Aims:
The present investigation is targeted toward the synthesis of a novel analogue of a natural peptide of marine origin.
Background:
Marine sponges are enriched with bioactive secondary metabolites especially circular peptides. Heterocycles are established organic compounds with potential biological value. Taking into consideration the bio-properties of heterocycles and marine sponge-derived natural peptides, an effort was made for the synthesis of a heterocyclic analogue of a natural cyclopeptide.
Objective :
A heterocyclic analogue of a sponge-derived proline-containing cyclic peptide, rolloamide A, was synthesized by interaction of Boc-protected L-histidinyl-L-prolyl-L-valine and L-prolyl-L-leucyl-L-prolyl-L-isoleucine methyl ester and compared with synthetic rolloamide A with bioactivity against bacteria, fungi, and earthworms.
Methods:
The synthesis of cycloheptapeptide was accomplished employing the liquid phase method.
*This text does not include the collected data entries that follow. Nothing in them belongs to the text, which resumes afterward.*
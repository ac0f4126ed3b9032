//! # Conversations and messages
//!
//! A [Conversation] is created on the first message of a session and mutated
//! by every exchange: each appended [Message] bumps the aggregate token and
//! message counters and refreshes the last-activity timestamp. Archiving and
//! deletion are explicit transitions; nothing happens silently.
//!
//! Messages are immutable once stored; there is no API to edit one after it
//! has been pushed.

use std::time::Duration;

use chrono::{DateTime, Utc};
use serde::{Deserialize, Serialize};

use crate::intent::IntentResult;
use crate::quality::QualityScore;

#[derive(Debug, Clone, Copy, PartialEq, Eq, Serialize, Deserialize)]
#[serde(rename_all = "snake_case")]
pub enum ConversationStatus {
    Active,
    Archived,
    Deleted,
}

#[derive(Debug, Clone, Copy, PartialEq, Eq, Serialize, Deserialize)]
#[serde(rename_all = "snake_case")]
pub enum MessageRole {
    User,
    Assistant,
    System,
}

/// One stored exchange turn. Construct with [Message::new] and the builder
/// methods; immutable afterwards.
#[derive(Debug, Clone, Serialize, Deserialize)]
pub struct Message {
    pub role: MessageRole,
    pub content: String,
    /// Model identifier used for this message; empty for user messages.
    pub model: String,
    pub tokens: u32,
    pub latency: Duration,
    pub cached: bool,
    pub intent: Option<IntentResult>,
    pub quality: Option<QualityScore>,
    pub created_at: DateTime<Utc>,
}

impl Message {
    pub fn new(role: MessageRole, content: impl Into<String>) -> Self {
        Self {
            role,
            content: content.into(),
            model: String::new(),
            tokens: 0,
            latency: Duration::ZERO,
            cached: false,
            intent: None,
            quality: None,
            created_at: Utc::now(),
        }
    }

    pub fn with_model(mut self, model: impl Into<String>) -> Self {
        self.model = model.into();
        self
    }

    pub fn with_tokens(mut self, tokens: u32) -> Self {
        self.tokens = tokens;
        self
    }

    pub fn with_latency(mut self, latency: Duration) -> Self {
        self.latency = latency;
        self
    }

    pub fn with_cached(mut self, cached: bool) -> Self {
        self.cached = cached;
        self
    }

    pub fn with_intent(mut self, intent: IntentResult) -> Self {
        self.intent = Some(intent);
        self
    }

    pub fn with_quality(mut self, quality: QualityScore) -> Self {
        self.quality = Some(quality);
        self
    }
}

/// A session-scoped message sequence with running aggregates.
#[derive(Debug, Clone, Serialize, Deserialize)]
pub struct Conversation {
    pub session_key: String,
    pub user_id: String,
    pub status: ConversationStatus,
    messages: Vec<Message>,
    pub total_tokens: u64,
    pub message_count: u64,
    pub last_activity: DateTime<Utc>,
}

impl Conversation {
    pub fn new(session_key: impl Into<String>, user_id: impl Into<String>) -> Self {
        Self {
            session_key: session_key.into(),
            user_id: user_id.into(),
            status: ConversationStatus::Active,
            messages: Vec::new(),
            total_tokens: 0,
            message_count: 0,
            last_activity: Utc::now(),
        }
    }

    /// Append a message, updating the aggregates. Fails if the conversation
    /// is archived or deleted.
    pub fn push(&mut self, message: Message) -> Result<(), errors::ConversationClosed> {
        if self.status != ConversationStatus::Active {
            return Err(errors::ConversationClosed {
                session_key: self.session_key.clone(),
                status: self.status,
            });
        }
        self.total_tokens += u64::from(message.tokens);
        self.message_count += 1;
        self.last_activity = Utc::now();
        self.messages.push(message);
        Ok(())
    }

    pub fn messages(&self) -> &[Message] {
        &self.messages
    }

    /// The most recent classified intent in this conversation, used as prior
    /// context by the classifier.
    pub fn last_intent(&self) -> Option<&IntentResult> {
        self.messages.iter().rev().find_map(|m| m.intent.as_ref())
    }

    /// The trailing `window` messages, oldest first.
    pub fn history_window(&self, window: usize) -> &[Message] {
        let start = self.messages.len().saturating_sub(window);
        &self.messages[start..]
    }

    pub fn archive(&mut self) {
        self.status = ConversationStatus::Archived;
    }

    pub fn mark_deleted(&mut self) {
        self.status = ConversationStatus::Deleted;
    }
}

pub mod errors {
    use std::error::Error;
    use std::fmt;
    use std::fmt::Formatter;

    use super::ConversationStatus;

    /// Error when appending to a conversation that is no longer active.
    #[derive(Debug)]
    pub struct ConversationClosed {
        pub session_key: String,
        pub status: ConversationStatus,
    }

    impl fmt::Display for ConversationClosed {
        fn fmt(&self, f: &mut Formatter<'_>) -> fmt::Result {
            write!(
                f,
                "ConversationClosed: session {} is {:?} and cannot accept messages",
                self.session_key, self.status
            )
        }
    }

    impl Error for ConversationClosed {}
}

#[cfg(test)]
mod conversation_tests {
    use super::*;

    #[test]
    fn test_push_updates_aggregates() {
        let mut convo = Conversation::new("sess-1", "user-1");
        convo
            .push(Message::new(MessageRole::User, "list my instances"))
            .unwrap();
        convo
            .push(
                Message::new(MessageRole::Assistant, "You have 3 instances.")
                    .with_model("ops-llm-1")
                    .with_tokens(120),
            )
            .unwrap();
        assert_eq!(2, convo.message_count);
        assert_eq!(120, convo.total_tokens);
    }

    #[test]
    fn test_push_to_archived_fails() {
        let mut convo = Conversation::new("sess-2", "user-1");
        convo.archive();
        let err = convo
            .push(Message::new(MessageRole::User, "hello?"))
            .unwrap_err();
        assert_eq!(ConversationStatus::Archived, err.status);
    }

    #[test]
    fn test_history_window_returns_trailing_messages() {
        let mut convo = Conversation::new("sess-3", "user-1");
        for i in 0..5 {
            convo
                .push(Message::new(MessageRole::User, format!("msg {}", i)))
                .unwrap();
        }
        let window = convo.history_window(2);
        assert_eq!(2, window.len());
        assert_eq!("msg 3", window[0].content);
        assert_eq!("msg 4", window[1].content);
    }
}
//! Error handler for autha-directory.

use ldap3::LdapError;
use thiserror::Error;

pub type Result<T> = std::result::Result<T, Error>;

/// LDAP result code returned when a bind is refused.
pub const INVALID_CREDENTIALS_CODE: u32 = 49;

/// Enum representing directory client errors.
#[derive(Debug, Error)]
pub enum Error {
    #[error("invalid configuration, {0}")]
    Config(String),

    #[error("IO error: {0}")]
    Io(#[from] std::io::Error),

    #[error("TLS setup failed: {0}")]
    Tls(#[from] native_tls::Error),

    #[error("failed to deserialize configuration: {0}")]
    Yaml(#[from] serde_yaml::Error),

    #[error(transparent)]
    Ldap(#[from] LdapError),

    /// The directory answered a bind with `invalidCredentials`.
    #[error("invalid username or password")]
    InvalidCredentials,

    /// Search returned no entry for the requested login.
    #[error("invalid username or password")]
    UserNotFound,

    #[error("no connection to the directory, call `dial` first")]
    NotConnected,

    #[error("no directory server configured")]
    NoServers,
}

impl Error {
    /// Whether the error is a credential rejection.
    ///
    /// Unknown logins and wrong passwords are both rejections, so callers can
    /// answer them identically.
    pub fn is_rejection(&self) -> bool {
        matches!(self, Error::InvalidCredentials | Error::UserNotFound)
    }

    /// LDAP result code carried by the error, if any.
    pub fn result_code(&self) -> Option<u32> {
        match self {
            Error::Ldap(LdapError::LdapResult { result }) => Some(result.rc),
            _ => None,
        }
    }

    /// Turn a refused bind into [`Error::InvalidCredentials`].
    pub(crate) fn from_bind(self) -> Self {
        if self.result_code() == Some(INVALID_CREDENTIALS_CODE) {
            Error::InvalidCredentials
        } else {
            self
        }
    }
}

#[cfg(test)]
mod tests {
    use super::*;
    use ldap3::LdapResult;

    fn ldap_result(rc: u32) -> Error {
        Error::Ldap(LdapError::LdapResult {
            result: LdapResult {
                rc,
                matched: String::new(),
                text: String::new(),
                refs: vec![],
                ctrls: vec![],
            },
        })
    }

    #[test]
    fn test_rejections_look_alike() {
        assert_eq!(
            Error::InvalidCredentials.to_string(),
            Error::UserNotFound.to_string()
        );
        assert!(Error::InvalidCredentials.is_rejection());
        assert!(Error::UserNotFound.is_rejection());
        assert!(!Error::NotConnected.is_rejection());
    }

    #[test]
    fn test_from_bind() {
        assert!(matches!(
            ldap_result(49).from_bind(),
            Error::InvalidCredentials
        ));

        let err = ldap_result(50).from_bind();
        assert_eq!(err.result_code(), Some(50));
        assert!(!err.is_rejection());
    }
}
The larger peptide segment was prepared by interaction of Boc-protected L-prolyl-L-leucine with L-prolyl-L-isoleucine methyl ester. Similarly, the tripeptide unit was synthesized from Boc-protected L-histidinyl-L-proline with L-valine ester. The linear heptapeptide segment (7) was cyclized by utilizing pentafluorophenyl (pfp) ester, and the structure was elucidated by elemental and spectral (IR, 1H/13C NMR, MS) analysis. The peptide was also screened for diverse bioactivities such as antibacterial, antifungal, and potential against earthworms and cytotoxicity.
Results:
The novel cyclooligopeptide was synthesized with 84% yield by making use of carbodiimides. The synthesized cyclopeptide exhibited significant cytotoxicity against two cell lines. In addition, promising antifungal and antihelmintic properties were observed for newly synthesized heterocyclic peptide derivative (8) against dermatophytes and three earthworm species at 6 µg/mL and 2 mg/mL, respectively.
Conclusion:
Solution-phase technique employing carbodiimide chemistry established to be promising for synthesizing the cycloheptapeptide derivative (8), and C5H5N was proved a better base for heptapeptide circling, when compared to N-methylmorpholine and triethylamine.